Screenshots accessed by another source reveal that the circulated ‘sensitive’ data include a user’s card brand (VISA/Mastercard), expiry date of card, the last four digits of the card, the masked card number, the type of card (credit/debit), the name on the card, card fingerprint, card ISIN, customer ID and merchant account ID, among several other details.

It also reports that in total, over 16 fields of data related to payment cards have been leaked for at least 2 crore users, among the 10 crore record.

The leaked information, in the form of a data dump, was on sale on the dark Web and was discovered last week by the cybersecurity researcher Rajshekhar Rajaharia.

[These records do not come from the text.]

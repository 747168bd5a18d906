use async_trait::async_trait;
use chrono::{DateTime, Utc};
use std::collections::HashMap;
use tokio::sync::RwLock;
use uuid::Uuid;

use super::{NewQrCode, Store};
use crate::database::models::{
    NewVerification, PasswordReset, QrCode, QrCodeSummary, User, Verification, VerificationEntry,
};
use crate::database::DatabaseError;

#[derive(Default)]
struct Tables {
    users: HashMap<Uuid, User>,
    password_resets: HashMap<String, PasswordReset>,
    revoked_sessions: HashMap<Uuid, DateTime<Utc>>,
    qr_codes: HashMap<Uuid, QrCode>,
    // Insertion order; scanned_at ties keep the later insert first when listing
    verifications: Vec<Verification>,
}

/// Process-local store with the same observable behaviour as `PgStore`
#[derive(Default)]
pub struct MemoryStore {
    tables: RwLock<Tables>,
}

impl MemoryStore {
    pub fn new() -> Self {
        Self::default()
    }
}

#[async_trait]
impl Store for MemoryStore {
    async fn create_user(&self, email: &str, password_hash: &str) -> Result<User, DatabaseError> {
        let mut tables = self.tables.write().await;
        if tables.users.values().any(|u| u.email == email) {
            return Err(DatabaseError::Conflict("email already registered".to_string()));
        }
        let user = User {
            id: Uuid::new_v4(),
            email: email.to_string(),
            password_hash: password_hash.to_string(),
            created_at: Utc::now(),
        };
        tables.users.insert(user.id, user.clone());
        Ok(user)
    }

    async fn find_user_by_email(&self, email: &str) -> Result<Option<User>, DatabaseError> {
        let tables = self.tables.read().await;
        Ok(tables.users.values().find(|u| u.email == email).cloned())
    }

    async fn find_user_by_id(&self, id: Uuid) -> Result<Option<User>, DatabaseError> {
        Ok(self.tables.read().await.users.get(&id).cloned())
    }

    async fn update_password(&self, user_id: Uuid, password_hash: &str) -> Result<(), DatabaseError> {
        let mut tables = self.tables.write().await;
        let user = tables
            .users
            .get_mut(&user_id)
            .ok_or_else(|| DatabaseError::NotFound(format!("user {}", user_id)))?;
        user.password_hash = password_hash.to_string();
        Ok(())
    }

    async fn insert_password_reset(&self, reset: PasswordReset) -> Result<(), DatabaseError> {
        let mut tables = self.tables.write().await;
        if tables.password_resets.contains_key(&reset.token_hash) {
            return Err(DatabaseError::Conflict("duplicate reset token".to_string()));
        }
        tables.password_resets.insert(reset.token_hash.clone(), reset);
        Ok(())
    }

    async fn consume_password_reset(
        &self,
        token_hash: &str,
        now: DateTime<Utc>,
    ) -> Result<Option<PasswordReset>, DatabaseError> {
        let mut tables = self.tables.write().await;
        match tables.password_resets.get_mut(token_hash) {
            Some(reset) if reset.used_at.is_none() && reset.expires_at > now => {
                reset.used_at = Some(now);
                Ok(Some(reset.clone()))
            }
            _ => Ok(None),
        }
    }

    async fn revoke_session(&self, jti: Uuid, expires_at: DateTime<Utc>) -> Result<(), DatabaseError> {
        let mut tables = self.tables.write().await;
        let now = Utc::now();
        tables.revoked_sessions.retain(|_, exp| *exp >= now);
        tables.revoked_sessions.insert(jti, expires_at);
        Ok(())
    }

    async fn is_session_revoked(&self, jti: Uuid) -> Result<bool, DatabaseError> {
        Ok(self.tables.read().await.revoked_sessions.contains_key(&jti))
    }

    async fn insert_qr_code(&self, new: NewQrCode) -> Result<QrCode, DatabaseError> {
        let qr_code = QrCode {
            id: Uuid::new_v4(),
            title: new.title,
            client_name: new.client_name,
            data: new.data,
            is_active: true,
            qr_code_image: None,
            created_by: new.created_by,
            created_at: Utc::now(),
        };
        self.tables.write().await.qr_codes.insert(qr_code.id, qr_code.clone());
        Ok(qr_code)
    }

    async fn set_qr_code_image(&self, id: Uuid, image: &str) -> Result<(), DatabaseError> {
        let mut tables = self.tables.write().await;
        let qr_code = tables
            .qr_codes
            .get_mut(&id)
            .ok_or_else(|| DatabaseError::NotFound(format!("QR code {}", id)))?;
        qr_code.qr_code_image = Some(image.to_string());
        Ok(())
    }

    async fn get_qr_code(&self, id: Uuid) -> Result<Option<QrCode>, DatabaseError> {
        Ok(self.tables.read().await.qr_codes.get(&id).cloned())
    }

    async fn get_active_qr_code(&self, id: Uuid) -> Result<Option<QrCode>, DatabaseError> {
        let tables = self.tables.read().await;
        Ok(tables.qr_codes.get(&id).filter(|q| q.is_active).cloned())
    }

    async fn list_qr_codes(&self) -> Result<Vec<QrCodeSummary>, DatabaseError> {
        let tables = self.tables.read().await;
        let mut counts: HashMap<Uuid, i64> = HashMap::new();
        for v in &tables.verifications {
            *counts.entry(v.qr_id).or_default() += 1;
        }

        let mut rows: Vec<QrCodeSummary> = tables
            .qr_codes
            .values()
            .map(|q| QrCodeSummary {
                id: q.id,
                title: q.title.clone(),
                client_name: q.client_name.clone(),
                created_at: q.created_at,
                is_active: q.is_active,
                verification_count: counts.get(&q.id).copied().unwrap_or(0),
            })
            .collect();
        rows.sort_by(|a, b| b.created_at.cmp(&a.created_at));
        Ok(rows)
    }

    async fn toggle_qr_code(&self, id: Uuid) -> Result<Option<bool>, DatabaseError> {
        let mut tables = self.tables.write().await;
        Ok(tables.qr_codes.get_mut(&id).map(|q| {
            q.is_active = !q.is_active;
            q.is_active
        }))
    }

    async fn insert_verification(&self, new: NewVerification) -> Result<Verification, DatabaseError> {
        let mut tables = self.tables.write().await;
        if !tables.qr_codes.contains_key(&new.qr_id) {
            return Err(DatabaseError::NotFound(format!("QR code {}", new.qr_id)));
        }
        let verification = Verification {
            id: Uuid::new_v4(),
            qr_id: new.qr_id,
            scanned_at: Utc::now(),
            ip_address: new.ip_address,
            user_agent: new.user_agent,
            status: new.status,
        };
        tables.verifications.push(verification.clone());
        Ok(verification)
    }

    async fn list_verifications(&self, limit: Option<i64>) -> Result<Vec<VerificationEntry>, DatabaseError> {
        let tables = self.tables.read().await;
        let mut rows: Vec<VerificationEntry> = tables
            .verifications
            .iter()
            .rev()
            .map(|v| {
                let qr_code = tables.qr_codes.get(&v.qr_id);
                VerificationEntry {
                    id: v.id,
                    qr_id: v.qr_id,
                    scanned_at: v.scanned_at,
                    ip_address: v.ip_address.clone(),
                    user_agent: v.user_agent.clone(),
                    status: v.status.clone(),
                    qr_title: qr_code.map(|q| q.title.clone()),
                    qr_client_name: qr_code.map(|q| q.client_name.clone()),
                }
            })
            .collect();
        // Stable sort keeps reverse insertion order among equal timestamps
        rows.sort_by(|a, b| b.scanned_at.cmp(&a.scanned_at));
        if let Some(limit) = limit {
            rows.truncate(limit.max(0) as usize);
        }
        Ok(rows)
    }

    async fn count_qr_codes(&self) -> Result<i64, DatabaseError> {
        Ok(self.tables.read().await.qr_codes.len() as i64)
    }

    async fn count_active_qr_codes(&self) -> Result<i64, DatabaseError> {
        let tables = self.tables.read().await;
        Ok(tables.qr_codes.values().filter(|q| q.is_active).count() as i64)
    }

    async fn count_verifications(&self) -> Result<i64, DatabaseError> {
        Ok(self.tables.read().await.verifications.len() as i64)
    }

    async fn count_verifications_between(
        &self,
        start: DateTime<Utc>,
        end: DateTime<Utc>,
    ) -> Result<i64, DatabaseError> {
        let tables = self.tables.read().await;
        Ok(tables
            .verifications
            .iter()
            .filter(|v| v.scanned_at >= start && v.scanned_at < end)
            .count() as i64)
    }

    async fn health_check(&self) -> Result<(), DatabaseError> {
        Ok(())
    }
}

He informed that the seller hacker was contacting buyers on Telegram and was asking payments in Bitcoin.

Juspay’s Response on the Data Leak

The payments solution company confirmed the data breach.

According to NDTV, the data surfaced on the dark Web is related to online transactions that took place at least between March 2017 and August 2020.

According to Juspay founder Vimal Kumar, 

“On August 18, 2020, an unauthorised attempt on our servers was detected and terminated when in progress. No card numbers, financial credentials or transaction data were compromised.

Some data records containing non-anonymised, plain-text email and phone numbers were compromised, which form a fraction of the 10 Cr data records.”

Kumar added that the data records compromised were anonymised on the servers, and are not considered to be sensitive.

 He also claimed that the 10 crore records were not the card details and were the customer metadata, with a subset containing email and mobile information of users.

“The masked card data (non-sensitive data used for display) that was leaked has two crore records. Our card vault is in a different PCI compliant system and it was never accessed.”

However, Rajaharia alleges that despite being masked, the card numbers could be decrypted if a hacker would figure out the algorithm used for the card fingerprints.

Also, Juspay claims that it processes over 4 million transactions per day, catering to over 100 million devices.